Interestingly most of the underground U.S. hardcore I searched for was there.  A bunch of UK hardcore was there as well.  I started thinking of all the songs I really hadn’t heard in years.  Many gems regularly appear on mixes I have on my phone.  But there are a few songs that remain as faint echoes from the early eighties, that I haven't heard since then. 

Searching in that vein, a distinct memory of being in St. Mark’s place in 1982, bouncing along over to Sounds after having been in Bleeker Bob’s.  It had seemed like a hardcore punk revolution was upon us, as every week there were more and more new bands playing this uncompromised, underground music.  An album by a band from Finland was put in front of me.  The lyrics at one and the same time angry, legitimate and ridiculous.   (I can still hear a chorus that sounded something like "sue-er hagen, nogen flocken" or some such thing.)  And walking along that day a bunch of hardcore kids in front of me had a song playing out of a box, that I was immediately struck by.  What is that sound?  Who is that?   I must have asked them because not long after I had the Rudimentary Peni EP with that song on it. 



If you’d asked me the name of the song, any time in the last thirty-four years since then, I’d have been at a loss to name it. Though I remember the sound, and the tenor of the singers voice, and the opening line: "Let's find someone we can blame it all on."  Making my hardcore punk playlist this morning, I tried to find some Rudimentary Peni on Spotify.   There was nothing.  And, indeed, there was nothing there by Crass either, the well-known anarcho-pacifist band whom RP were associated with.  If Crass and the early Rough Trade ilk have resisted licensing to Spotify, it warms my heart, I suppose.  Youtube, however, the meta vacuum cleaner of any and all digital audio, video, without regards to the niceties of licensing; Youtube had it. 

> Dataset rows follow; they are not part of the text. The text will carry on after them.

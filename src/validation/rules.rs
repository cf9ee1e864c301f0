//! Canonical validation rules.
//!
//! Thresholds live here as module constants so the rule bodies read as
//! the documented policy: overlap above 10% of the smaller pane warns,
//! sub-minimum panes error, touch targets under 5% of viewport warn, and
//! layouts with no responsive story warn.

use crate::model::{ComponentCatalog, LayoutDefinition, VIEWPORT_EXTENT};
use crate::validation::{RuleOutcome, Severity, ValidationIssue, ValidationRule};

/// Visible pane pairs overlapping more than this ratio are flagged.
pub const OVERLAP_WARN_RATIO: f64 = 0.10;

/// Touch targets narrower or shorter than this percent of viewport warn.
pub const TOUCH_TARGET_MIN_PERCENT: f64 = 5.0;

/// Panes smaller than this in *both* dimensions are flagged as unusable
/// by the responsive rule.
pub const RESPONSIVE_MIN_PERCENT: f64 = 10.0;

/// The canonical rule set, in evaluation order.
pub fn default_rules() -> Vec<ValidationRule> {
    vec![
        ValidationRule::new("no-overlap", no_overlap),
        ValidationRule::new("min-size", min_size),
        ValidationRule::new("accessibility", accessibility),
        ValidationRule::new("responsive", responsive),
    ]
}

/// Warning: visible pane pairs whose overlap ratio exceeds
/// [`OVERLAP_WARN_RATIO`].
fn no_overlap(layout: &LayoutDefinition, _catalog: &ComponentCatalog) -> RuleOutcome {
    let visible: Vec<_> = layout
        .components
        .iter()
        .filter(|(_, p)| p.visible)
        .collect();
    let mut issues = Vec::new();
    for (i, (key_a, a)) in visible.iter().enumerate() {
        for (key_b, b) in visible.iter().skip(i + 1) {
            let ratio = a.rect.overlap_ratio(&b.rect);
            if ratio > OVERLAP_WARN_RATIO {
                issues.push(ValidationIssue::component(
                    "no-overlap",
                    Severity::Warning,
                    key_a,
                    format!(
                        "'{key_a}' overlaps '{key_b}' by {:.0}% of the smaller pane",
                        ratio * 100.0
                    ),
                ));
            }
        }
    }
    RuleOutcome::from_issues(issues)
}

/// Error: a visible pane smaller than its catalog minimum.
///
/// Panes with no catalog entry are unconstrained.
fn min_size(layout: &LayoutDefinition, catalog: &ComponentCatalog) -> RuleOutcome {
    let mut issues = Vec::new();
    for (key, placement) in &layout.components {
        if !placement.visible {
            continue;
        }
        let Some(spec) = catalog.spec_for(key) else {
            continue;
        };
        if placement.rect.w < spec.min_size.w || placement.rect.h < spec.min_size.h {
            issues.push(ValidationIssue::component(
                "min-size",
                Severity::Error,
                key,
                format!(
                    "'{key}' is {:.1}x{:.1}%, below its minimum of {:.1}x{:.1}%",
                    placement.rect.w, placement.rect.h, spec.min_size.w, spec.min_size.h
                ),
            ));
        }
    }
    RuleOutcome::from_issues(issues)
}

/// Warning: missing visible controls pane, or touch targets below
/// [`TOUCH_TARGET_MIN_PERCENT`] in either dimension.
fn accessibility(layout: &LayoutDefinition, catalog: &ComponentCatalog) -> RuleOutcome {
    let mut issues = Vec::new();

    let has_controls = layout
        .components
        .iter()
        .any(|(key, p)| key.as_str() == "controls" && p.visible);
    if !has_controls {
        issues.push(ValidationIssue::layout(
            "accessibility",
            Severity::Warning,
            "no visible 'controls' pane; playback controls are unreachable",
        ));
    }

    for (key, placement) in &layout.components {
        if !placement.visible {
            continue;
        }
        let is_touch_target = catalog.spec_for(key).is_some_and(|s| s.touch_target);
        if is_touch_target
            && (placement.rect.w < TOUCH_TARGET_MIN_PERCENT
                || placement.rect.h < TOUCH_TARGET_MIN_PERCENT)
        {
            issues.push(ValidationIssue::component(
                "accessibility",
                Severity::Warning,
                key,
                format!(
                    "touch target '{key}' is {:.1}x{:.1}%, below the {TOUCH_TARGET_MIN_PERCENT}% touch minimum",
                    placement.rect.w, placement.rect.h
                ),
            ));
        }
    }

    RuleOutcome::from_issues(issues)
}

/// Warning: no responsive overrides at all, panes escaping the viewport
/// (visible or not), or visible panes under [`RESPONSIVE_MIN_PERCENT`]
/// in both dimensions.
fn responsive(layout: &LayoutDefinition, _catalog: &ComponentCatalog) -> RuleOutcome {
    let mut issues = Vec::new();

    if layout.overrides.is_empty() {
        issues.push(ValidationIssue::layout(
            "responsive",
            Severity::Warning,
            "layout defines no responsive overrides; small viewports will reuse the base placements",
        ));
    }

    for (key, placement) in &layout.components {
        // The bounds check covers hidden panes too: a corrupt rect should
        // surface before the pane is toggled visible.
        if !placement.rect.within_viewport() {
            issues.push(ValidationIssue::component(
                "responsive",
                Severity::Warning,
                key,
                format!(
                    "'{key}' extends past the viewport (x+w={:.1}, y+h={:.1}, max {VIEWPORT_EXTENT})",
                    placement.rect.x + placement.rect.w,
                    placement.rect.y + placement.rect.h
                ),
            ));
        }
        if !placement.visible {
            continue;
        }
        if placement.rect.w < RESPONSIVE_MIN_PERCENT && placement.rect.h < RESPONSIVE_MIN_PERCENT {
            issues.push(ValidationIssue::component(
                "responsive",
                Severity::Warning,
                key,
                format!(
                    "'{key}' shrinks below {RESPONSIVE_MIN_PERCENT}% in both dimensions and will be unusable"
                ),
            ));
        }
    }

    RuleOutcome::from_issues(issues)
}
//! Planning and validation benchmarks for many-component layouts.
//!
//! Both `plan()` and `ValidationEngine::validate` are O(n²) in the pane
//! count at worst (pairwise overlap checks); these benches track how they
//! behave as layouts grow well past the product's five standard panes.
//!
//! Run with: cargo bench --bench plan_benchmark

#![allow(missing_docs)] // criterion macros generate undocumented items

use std::collections::BTreeMap;

use criterion::{black_box, criterion_group, criterion_main, BenchmarkId, Criterion};
use paneflow::model::{
    ComponentCatalog, ComponentKey, ComponentPlacement, LayoutDefinition, LayoutId, LayoutKind,
    Rect,
};
use paneflow::responsive::{resolve, Breakpoint};
use paneflow::transition::plan;
use paneflow::validation::ValidationEngine;

/// Generate a layout tiling `n` panes across the viewport.
fn generate_layout(id: &str, n: usize, jitter: f64) -> LayoutDefinition {
    let columns = (n as f64).sqrt().ceil() as usize;
    let cell = 100.0 / columns as f64;
    let mut components = BTreeMap::new();
    for i in 0..n {
        let col = (i % columns) as f64;
        let row = (i / columns) as f64;
        let rect = Rect::new(
            (col * cell + jitter).min(100.0 - cell),
            (row * cell + jitter).min(100.0 - cell),
            cell,
            cell,
        );
        components.insert(
            ComponentKey::new(format!("pane-{i}")).expect("non-empty key"),
            ComponentPlacement::new(rect),
        );
    }
    LayoutDefinition::new(
        LayoutId::new(id).expect("non-empty id"),
        "Benchmark",
        LayoutKind::Custom,
        components,
    )
}

fn benchmark_plan_scaling(c: &mut Criterion) {
    let mut group = c.benchmark_group("plan_scaling");

    for n in [5usize, 25, 100, 400] {
        // Jitter the target so every pane registers as a move.
        let prev = resolve(&generate_layout("bench-prev", n, 0.0), Breakpoint::Desktop);
        let next = resolve(&generate_layout("bench-next", n, 1.0), Breakpoint::Desktop);

        group.bench_with_input(BenchmarkId::from_parameter(n), &n, |b, _| {
            b.iter(|| plan(black_box(Some(&prev)), black_box(&next)))
        });
    }

    group.finish();
}

fn benchmark_validate_scaling(c: &mut Criterion) {
    let mut group = c.benchmark_group("validate_scaling");
    let engine = ValidationEngine::with_default_rules();
    let catalog = ComponentCatalog::default();

    for n in [5usize, 25, 100, 400] {
        let layout = generate_layout("bench-validate", n, 0.0);

        group.bench_with_input(BenchmarkId::from_parameter(n), &n, |b, _| {
            b.iter(|| engine.validate(black_box(&layout), black_box(&catalog)))
        });
    }

    group.finish();
}

criterion_group!(benches, benchmark_plan_scaling, benchmark_validate_scaling);
criterion_main!(benches);
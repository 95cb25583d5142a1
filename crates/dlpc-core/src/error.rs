use thiserror::Error;

use crate::device::{DeviceFault, DisplayMode, PowerMode};
use crate::protocols::serial::SerialFrameError;
use crate::protocols::usb::FrameError;
use crate::transport::TransportError;

/// Errors returned by the dispatchers and device facades.
///
/// Nothing is swallowed: apart from the single write retry and the single
/// display-mode read-back retry, every failure reaches the caller.
///
/// # Examples
/// ```
/// use dlpc_core::{DisplayMode, ProtocolError};
///
/// let err = ProtocolError::InvalidTransition {
///     from: Some(DisplayMode::Pattern),
///     to: DisplayMode::VideoPattern,
/// };
/// assert!(err.to_string().contains("video-pattern"));
/// ```
#[derive(Debug, Error)]
pub enum ProtocolError {
    #[error("transport error: {0}")]
    Transport(#[from] TransportError),
    #[error("malformed reply: {0}")]
    Frame(#[from] FrameError),
    #[error("invalid response: {0}")]
    InvalidResponse(#[from] SerialFrameError),
    #[error("controller flagged an error for command 0x{command:04X} (flags 0x{flags:02X})")]
    Device { command: u16, flags: u8 },
    #[error("device fault: {0}")]
    Fault(DeviceFault),
    #[error("{check} failed (status 0x{status:02X})")]
    StatusCheckFailed { check: &'static str, status: u8 },
    #[error("cannot switch display mode from {} to {to}", describe_mode(.from))]
    InvalidTransition {
        from: Option<DisplayMode>,
        to: DisplayMode,
    },
    #[error("display mode activation failed: requested {requested}, device reports {actual}")]
    ModeActivationFailed {
        requested: DisplayMode,
        actual: DisplayMode,
    },
    #[error("power transition failed: requested {requested}, device reports {actual}")]
    TransitionFailed {
        requested: PowerMode,
        actual: PowerMode,
    },
    #[error("{name} = {value} is outside {min}..={max}")]
    InvalidParameter {
        name: &'static str,
        value: u64,
        min: u64,
        max: u64,
    },
    #[error("unexpected value 0x{value:02X} in reply to command 0x{command:04X}")]
    UnexpectedValue { command: u16, value: u8 },
    #[error("reply to command 0x{command:04X} too short: need {needed} bytes, got {actual}")]
    MalformedReply {
        command: u16,
        needed: usize,
        actual: usize,
    },
    #[error("pattern encoding failed: {0}")]
    Encode(String),
}

fn describe_mode(mode: &Option<DisplayMode>) -> String {
    match mode {
        Some(mode) => mode.to_string(),
        None => "unknown".to_string(),
    }
}

/// Range check shared by the parameter-taking operations.
pub(crate) fn check_range(
    name: &'static str,
    value: u64,
    min: u64,
    max: u64,
) -> Result<(), ProtocolError> {
    if value < min || value > max {
        return Err(ProtocolError::InvalidParameter {
            name,
            value,
            min,
            max,
        });
    }
    Ok(())
}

The song I’d heard that day, was “Subdued Violence.”   It was on an EP called “Farce” that is likely still in my mom’s basement.  They were a particularly outspoken vegetarian band, outraged at the slaughter of animals.  My older daughter is a veg and I just played her the song.  We got through about half of its fifty-seven seconds.  I don’t think she’s going to start the Rudimentary Peni resurgence at her school, anytime soon.  I however am going to listen to it, again.